Nos meus tempos de Universidade, na cadeira de Ciências da Terra I, exame prático, apresentaram-me um tabuleiro com várias rochas. Tinha de utilizar métodos diversos, para as caracterizar e identificar.
No meio das rochas surgiu no “nosso” Conglomerado Calcário. Lembro-me de ter feito um brilharete com a sua caracterização, dada a exaustividade com que me debrucei sobre a rocha. Estava a jogar “em casa”.
Conglomerado Calcário e Brecha da Arrábida são, respectivamente, os nomes científico e comercial com que é conhecida a nossa bela e ornamental rocha.
José Carlos Kullberg, professor do Departamento de Ciências da Terra e investigador da Universidade Nova de Lisboa, liderou o grupo de investigadores que contribuiu decisivamente para a classificação da Brecha da Arrábida como “Pedra Património Mundial” (Heritage Stone).
Além de José Carlos Kullberg, integraram a equipa que investigou esta pedra e conduziu o seu processo de candidatura a “Pedra Património Mundial”, António Prego, professor em Almada e Luís Lopes, Tiago Alves e Ruben Martins, da Universidade de Évora.
A importância histórica e relevância arquitectónica das aplicações da Brecha da Arrábida, aliadas aos valores geológicos, culturais e pedagógicos, foram factores determinantes para a sua aprovação como “Pedra Património Mundial”.
A Brecha da Arrábida junta-se agora às duas rochas que tinham anteriormente alcançado este estatuto em Portugal; o Mármore de Estremoz e o calcário Lioz, ou pedra lioz que é um tipo de calcário que se encontra no concelho de Sintra, nomeadamente em Pero Pinheiro e integrando um restrito leque de 32 Heritage Stones classificadas a nível mundial.
Uma Heritage Stone é uma rocha que tem sido utilizada em arquitectura e monumentos significativos, reconhecida como parte integrante da cultura humana.
A nossa Brecha da Arrábida enquadra-se perfeitamente nesta definição, por ter sido explorada como rocha estrutural desde a Época Romana até ao século XV, altura em que passou a ser utilizada como rocha ornamental associada ao estilo “Manuelino” nos exteriores dos monumentos e, a partir do século XVII, no Barroco, sobretudo em aplicações interiores.
O nosso belo e apelativo Convento de Jesus é inteiramente construído com Brecha da Arrábida, quer no interior, quer no exterior.
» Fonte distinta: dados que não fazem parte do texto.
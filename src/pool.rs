//! The pool itself: one arena, one free list, picked once at construction.

use core::alloc::Layout;
use core::fmt;
use core::ptr::NonNull;

use log::{debug, trace};

use crate::arena::{Arena, Link, SlotLayout};
use crate::error::PoolError;
use crate::freelist::{self, FreeList, Stats, Validity};
#[cfg(target_has_atomic = "64")]
use crate::lock_free::LockFreeList;
use crate::locked::LockedList;
use crate::probe;

/// Which free list a pool should use.
#[derive(Clone, Copy, PartialEq, Eq, Debug, Default)]
pub enum BackendChoice {
    /// Lock-free if the target supports it, spin-locked otherwise.
    #[default]
    Auto,
    /// Lock-free, or a construction error if the target cannot do it.
    LockFree,
    /// Spin-locked, whatever the target.
    Locked,
}

/// Which free list a pool ended up with.
#[derive(Clone, Copy, PartialEq, Eq, Debug)]
pub enum BackendKind {
    LockFree,
    Locked,
}

enum Backend {
    #[cfg(target_has_atomic = "64")]
    LockFree(LockFreeList),
    Locked(LockedList),
}

impl Backend {
    fn build(kind: BackendKind, object: Layout, capacity: usize) -> Result<Backend, PoolError> {
        match kind {
            BackendKind::LockFree => Backend::lock_free(object, capacity),
            BackendKind::Locked => Ok(Backend::Locked(LockedList::new(Arena::new(
                object, capacity,
            )?))),
        }
    }

    #[cfg(target_has_atomic = "64")]
    fn lock_free(object: Layout, capacity: usize) -> Result<Backend, PoolError> {
        // Refuse before committing memory to the arena.
        LockFreeList::check(capacity)?;
        let arena = Arena::new(object, capacity)?;
        Ok(Backend::LockFree(LockFreeList::new(arena)?))
    }

    #[cfg(not(target_has_atomic = "64"))]
    fn lock_free(_object: Layout, _capacity: usize) -> Result<Backend, PoolError> {
        Err(PoolError::LockFreeUnsupported)
    }

    fn kind(&self) -> BackendKind {
        match self {
            #[cfg(target_has_atomic = "64")]
            Backend::LockFree(_) => BackendKind::LockFree,
            Backend::Locked(_) => BackendKind::Locked,
        }
    }
}

impl FreeList for Backend {
    #[inline]
    fn arena(&self) -> &Arena {
        match self {
            #[cfg(target_has_atomic = "64")]
            Backend::LockFree(list) => list.arena(),
            Backend::Locked(list) => list.arena(),
        }
    }

    #[inline]
    fn pop(&self) -> Option<usize> {
        match self {
            #[cfg(target_has_atomic = "64")]
            Backend::LockFree(list) => list.pop(),
            Backend::Locked(list) => list.pop(),
        }
    }

    #[inline]
    unsafe fn push(&self, index: usize) {
        match self {
            #[cfg(target_has_atomic = "64")]
            Backend::LockFree(list) => list.push(index),
            Backend::Locked(list) => list.push(index),
        }
    }

    fn first(&mut self) -> Link {
        match self {
            #[cfg(target_has_atomic = "64")]
            Backend::LockFree(list) => list.first(),
            Backend::Locked(list) => list.first(),
        }
    }
}

/// A fixed number of fixed-size slots, handed out and taken back in O(1)
/// from any number of threads.
///
/// The pool only manages raw storage: [`allocate`](Pool::allocate) returns
/// uninitialized memory and [`deallocate`](Pool::deallocate) never runs a
/// destructor. See [`TypedPool`](crate::TypedPool) for a wrapper that does.
///
/// ```
/// use adaptive_pool::Pool;
///
/// let pool = Pool::for_type::<[u64; 8]>(2).unwrap();
/// let a = pool.allocate().unwrap();
/// let b = pool.allocate().unwrap();
/// assert_ne!(a, b);
/// assert!(pool.allocate().is_none());
///
/// unsafe { pool.deallocate(a) };
/// assert_eq!(pool.allocate(), Some(a));
/// # unsafe { pool.deallocate(a); pool.deallocate(b) };
/// ```
pub struct Pool {
    backend: Backend,
}

impl Pool {
    /// Build a pool of `capacity` slots for objects described by `object`,
    /// lock-free where the target allows it.
    pub fn new(object: Layout, capacity: usize) -> Result<Pool, PoolError> {
        Pool::with_backend(object, capacity, BackendChoice::Auto)
    }

    /// Build a pool of `capacity` slots, each able to hold a `T`.
    pub fn for_type<T>(capacity: usize) -> Result<Pool, PoolError> {
        Pool::new(Layout::new::<T>(), capacity)
    }

    /// Build a pool of `capacity` slots of at least `size` bytes, aligned to
    /// `align`.
    pub fn from_size_align(size: usize, align: usize, capacity: usize) -> Result<Pool, PoolError> {
        let object = Layout::from_size_align(size, align).map_err(|_| {
            PoolError::LayoutOverflow {
                size,
                align,
                capacity,
            }
        })?;
        Pool::new(object, capacity)
    }

    /// Build a pool with an explicit choice of free list.
    ///
    /// With [`BackendChoice::Auto`], the decision is made here, once, by
    /// [`tagged_head_is_lock_free`](crate::tagged_head_is_lock_free). If the
    /// lock-free list is chosen but cannot take `capacity` slots, that is
    /// reported rather than quietly falling back to a lock.
    pub fn with_backend(
        object: Layout,
        capacity: usize,
        choice: BackendChoice,
    ) -> Result<Pool, PoolError> {
        let kind = match choice {
            BackendChoice::Auto if probe::tagged_head_is_lock_free() => BackendKind::LockFree,
            BackendChoice::Auto => BackendKind::Locked,
            BackendChoice::LockFree => BackendKind::LockFree,
            BackendChoice::Locked => BackendKind::Locked,
        };

        let backend = Backend::build(kind, object, capacity)?;
        let pool = Pool { backend };
        debug!(
            "Using {:?} pool: {} slots of {} bytes (requested {:?})",
            kind,
            capacity,
            pool.slot_size(),
            choice
        );

        Ok(pool)
    }

    /// Take a free slot, or `None` if all `capacity` slots are in use.
    ///
    /// The returned memory is `slot_size()` bytes, aligned to
    /// `slot_layout().align()`, and uninitialized.
    #[inline]
    pub fn allocate(&self) -> Option<NonNull<u8>> {
        let index = match self.backend.pop() {
            Some(index) => index,
            None => {
                trace!("Pool exhausted: all {} slots in use", self.capacity());
                return None;
            }
        };

        let arena = self.backend.arena();
        // We won the slot; nobody else can see it until it is pushed again.
        unsafe { arena.mark_in_use(index) };
        Some(arena.slot(index))
    }

    /// Return a slot to the pool.
    ///
    /// # Panics
    ///
    /// Panics if `ptr` is not the start of one of this pool's slots.
    ///
    /// # Safety
    ///
    /// `ptr` must have been returned by [`allocate`](Pool::allocate) on this
    /// pool and not deallocated since. Anything stored in the slot must
    /// already have been dropped or be fine to forget; the slot must not be
    /// touched again until a later `allocate` returns it.
    #[inline]
    pub unsafe fn deallocate(&self, ptr: NonNull<u8>) {
        let arena = self.backend.arena();
        let index = match arena.index_of(ptr) {
            Some(index) => index,
            None => panic!("{:?} does not belong to this pool", ptr),
        };

        arena.mark_free(index);
        self.backend.push(index);
    }

    /// Whether `ptr` is the start of one of this pool's slots.
    pub fn contains(&self, ptr: NonNull<u8>) -> bool {
        self.backend.arena().index_of(ptr).is_some()
    }

    /// Which free list this pool uses.
    pub fn backend(&self) -> BackendKind {
        self.backend.kind()
    }

    pub fn is_lock_free(&self) -> bool {
        self.backend() == BackendKind::LockFree
    }

    pub fn capacity(&self) -> usize {
        self.backend.arena().capacity()
    }

    pub fn slot_size(&self) -> usize {
        self.slot_layout().size()
    }

    pub fn slot_layout(&self) -> SlotLayout {
        self.backend.arena().slot_layout()
    }

    /// Count free and in-use slots, and verify the free list.
    ///
    /// Taking `&mut self` means no other thread is allocating or
    /// deallocating while the list is walked.
    pub fn stats(&mut self) -> (Validity, Stats) {
        freelist::survey(&mut self.backend)
    }
}

impl fmt::Debug for Pool {
    fn fmt(&self, f: &mut fmt::Formatter<'_>) -> fmt::Result {
        f.debug_struct("Pool")
            .field("backend", &self.backend())
            .field("arena", self.backend.arena())
            .finish()
    }
}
Foi classificado como monumento nacional em 1910.
Foi no Convento de Jesus que em 1494, D. João II ratificou o Tratado de Tordesilhas, em que se dividiu o mundo entre Portugal e Espanha.
Do ponto de vista geológico, a Brecha da Arrábida é uma brecha conglomerática intra-formacional do Jurássico Superior (com cerca de 160 milhões de anos), de suporte granular, com clastos carbonatados de diversas cores, aglutinados por um cimento argiloso vermelho-carbonatado, cuja génese está associada a um carso formado durante um evento de emersão generalizada na Bacia Lusitaniana, resultante da distensão entre as margens Ibérica Ocidental e da Terra Nova.
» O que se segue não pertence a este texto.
//! HTTP surface: a single `POST /query?q=...` endpoint


use axum::extract::{Query, State};
use axum::routing::post;
use axum::{Json, Router};
use serde::Deserialize;
use std::net::SocketAddr;
use tower_http::trace::TraceLayer;
use tracing::info;

use crate::rag::{QueryHandler, QueryResponse};
use crate::{QaError, Result};

/// Query-string parameters of `POST /query`
#[derive(Debug, Deserialize)]
pub struct QueryParams {
    pub q: String,
}

/// Build the router around an already constructed handler
#[inline]
pub fn router(handler: QueryHandler) -> Router {
    Router::new()
        .route("/query", post(query))
        .with_state(handler)
        .layer(TraceLayer::new_for_http())
}

/// Bind `addr` and serve until the process is stopped
#[inline]
pub async fn serve(handler: QueryHandler, addr: SocketAddr) -> Result<()> {
    let listener = tokio::net::TcpListener::bind(addr)
        .await
        .map_err(|e| QaError::Network(format!("Failed to bind {}: {}", addr, e)))?;

    info!("Listening on http://{}", addr);

    axum::serve(listener, router(handler))
        .await
        .map_err(|e| QaError::Network(format!("Server error: {}", e)))
}

async fn query(
    State(handler): State<QueryHandler>,
    Query(params): Query<QueryParams>,
) -> Result<Json<QueryResponse>> {
    handler.answer(&params.q).await.map(Json)
}
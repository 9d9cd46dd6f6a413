use axum::http::StatusCode;
use axum::response::{IntoResponse, Response};
use thiserror::Error;
use tracing::debug;

pub type Result<T> = std::result::Result<T, QaError>;

#[derive(Error, Debug)]
pub enum QaError {
    #[error("Database error: {0}")]
    Database(String),

    #[error("Network error: {0}")]
    Network(String),

    #[error("Embedding error: {0}")]
    Embedding(String),

    #[error("Generation error: {0}")]
    Generation(String),
}

impl IntoResponse for QaError {
    #[inline]
    fn into_response(self) -> Response {
        // Callers get the bare status; the cause is only visible at debug level.
        debug!("Request failed: {}", self);
        (StatusCode::INTERNAL_SERVER_ERROR, "Internal Server Error").into_response()
    }
}

pub mod commands;
pub mod config;
pub mod database;
pub mod ollama;
pub mod providers;
pub mod rag;
pub mod server;
// Database module
// Read-only similarity lookups against the LanceDB document collection

pub mod lancedb;

pub use self::lancedb::vector_store::VectorStore;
A primeira referência bibliográfica à Brecha da Arrábida, sem carácter científico, pertence ao linguista e historiador português Duarte Nunes Leão, em 1610.
A primeira referência científica pode atribuir-se ao Barão de Eschwege (1831), ao estudar a geologia da região de Setúbal.
Ao longo dos séculos, esta rocha teve diferentes nomes como Pedra Jaspe (devido à sua cor avermelhada), Vermelho Antigo, Grés Vermelho, Conglomerado d’Arrábida, Mármore Mosaico da Arrábida e Brechas de Portugal.
Nos séculos XIX e XX, esta rocha e o enquadramento geológico em que se insere, foram alvo de inúmeros trabalhos científicos. Os mais recentes destacam a sua relevância no contexto das fases iniciais da abertura do Atlântico Norte durante os períodos Jurássico e Cretácico.
A exploração da Brecha da Arrábida cessou em meados dos anos 70, com a criação do Parque Natural da Arrábida, onde se localizavam as pedreiras.
Tenho em minha casa algumas peças, nomeadamente a mesa da sala, tampos de móveis, suportes e peças decorativas, feitos com essa belíssima rocha.
Aplaude-se, portanto, esta distinção honrosa da nossa Brecha da Arrábida como “Pedra Património Mundial”.